What this task involves: Write out all of the data again, exactly as it reads.

(Records drawn from a dataset)
⟨

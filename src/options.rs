//! Settings of a load test run

use std::time::Duration;

use buildstructor::buildstructor;
use derive_getters::Getters;
use swarm_http::{HttpServiceConfig, DEFAULT_TIMEOUT};
use url::Url;

use crate::{SwarmError, SwarmResult};

/// Virtual users run when none are asked for
pub const DEFAULT_VUS: u64 = 10;

/// How long a run lasts when no duration is asked for
pub const DEFAULT_DURATION: Duration = Duration::from_secs(30);

/// How long requests still in flight at the end of a run may take to answer
pub const DEFAULT_GRACEFUL_STOP: Duration = Duration::from_secs(30);

/// How many virtual users run, for how long, against which endpoint
#[derive(Clone, Debug, PartialEq, Eq, Getters)]
pub struct LoadOptions {
    endpoint: Url,
    vus: u64,
    duration: Duration,
    timeout: Option<Duration>,
    graceful_stop: Duration,
    insecure: bool,
}

#[buildstructor]
impl LoadOptions {
    /// Builds options, filling in the defaults and rejecting zero virtual users
    #[builder]
    pub fn new(
        endpoint: Url,
        vus: Option<u64>,
        duration: Option<Duration>,
        timeout: Option<Duration>,
        graceful_stop: Option<Duration>,
        insecure: Option<bool>,
    ) -> SwarmResult<LoadOptions> {
        let vus = vus.unwrap_or(DEFAULT_VUS);
        if vus == 0 {
            return Err(SwarmError::InvalidOptions(
                "at least one virtual user is needed".to_string(),
            ));
        }
        if timeout == Some(Duration::ZERO) {
            return Err(SwarmError::InvalidOptions(
                "a request timeout of zero would fail every request".to_string(),
            ));
        }
        Ok(LoadOptions {
            endpoint,
            vus,
            duration: duration.unwrap_or(DEFAULT_DURATION),
            timeout,
            graceful_stop: graceful_stop.unwrap_or(DEFAULT_GRACEFUL_STOP),
            insecure: insecure.unwrap_or_default(),
        })
    }

    /// How long a request may take before it fails
    pub fn request_timeout(&self) -> Duration {
        self.timeout.unwrap_or(DEFAULT_TIMEOUT)
    }

    /// The HTTP client settings these options call for
    pub fn http_config(&self) -> HttpServiceConfig {
        HttpServiceConfig::builder()
            .accept_invalid_certificates(self.insecure)
            .accept_invalid_hostnames(self.insecure)
            .and_timeout(self.timeout)
            .build()
    }
}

⟩

Written solution:
filename src/options.rs
//! Settings of a load test run

use std::time::Duration;

use buildstructor::buildstructor;
use derive_getters::Getters;
use swarm_http::{HttpServiceConfig, DEFAULT_TIMEOUT};
use url::Url;

use crate::{SwarmError, SwarmResult};

/// Virtual users run when none are asked for
pub const DEFAULT_VUS: u64 = 10;

/// How long a run lasts when no duration is asked for
pub const DEFAULT_DURATION: Duration = Duration::from_secs(30);

/// How long requests still in flight at the end of a run may take to answer
pub const DEFAULT_GRACEFUL_STOP: Duration = Duration::from_secs(30);

/// How many virtual users run, for how long, against which endpoint
#[derive(Clone, Debug, PartialEq, Eq, Getters)]
pub struct LoadOptions {
    endpoint: Url,
    vus: u64,
    duration: Duration,
    timeout: Option<Duration>,
    graceful_stop: Duration,
    insecure: bool,
}

#[buildstructor]
impl LoadOptions {
    /// Builds options, filling in the defaults and rejecting zero virtual users
    #[builder]
    pub fn new(
        endpoint: Url,
        vus: Option<u64>,
        duration: Option<Duration>,
        timeout: Option<Duration>,
        graceful_stop: Option<Duration>,
        insecure: Option<bool>,
    ) -> SwarmResult<LoadOptions> {
        let vus = vus.unwrap_or(DEFAULT_VUS);
        if vus == 0 {
            return Err(SwarmError::InvalidOptions(
                "at least one virtual user is needed".to_string(),
            ));
        }
        if timeout == Some(Duration::ZERO) {
            return Err(SwarmError::InvalidOptions(
                "a request timeout of zero would fail every request".to_string(),
            ));
        }
        Ok(LoadOptions {
            endpoint,
            vus,
            duration: duration.unwrap_or(DEFAULT_DURATION),
            timeout,
            graceful_stop: graceful_stop.unwrap_or(DEFAULT_GRACEFUL_STOP),
            insecure: insecure.unwrap_or_default(),
        })
    }

    /// How long a request may take before it fails
    pub fn request_timeout(&self) -> Duration {
        self.timeout.unwrap_or(DEFAULT_TIMEOUT)
    }

    /// The HTTP client settings these options call for
    pub fn http_config(&self) -> HttpServiceConfig {
        HttpServiceConfig::builder()
            .accept_invalid_certificates(self.insecure)
            .accept_invalid_hostnames(self.insecure)
            .and_timeout(self.timeout)
            .build()
    }
}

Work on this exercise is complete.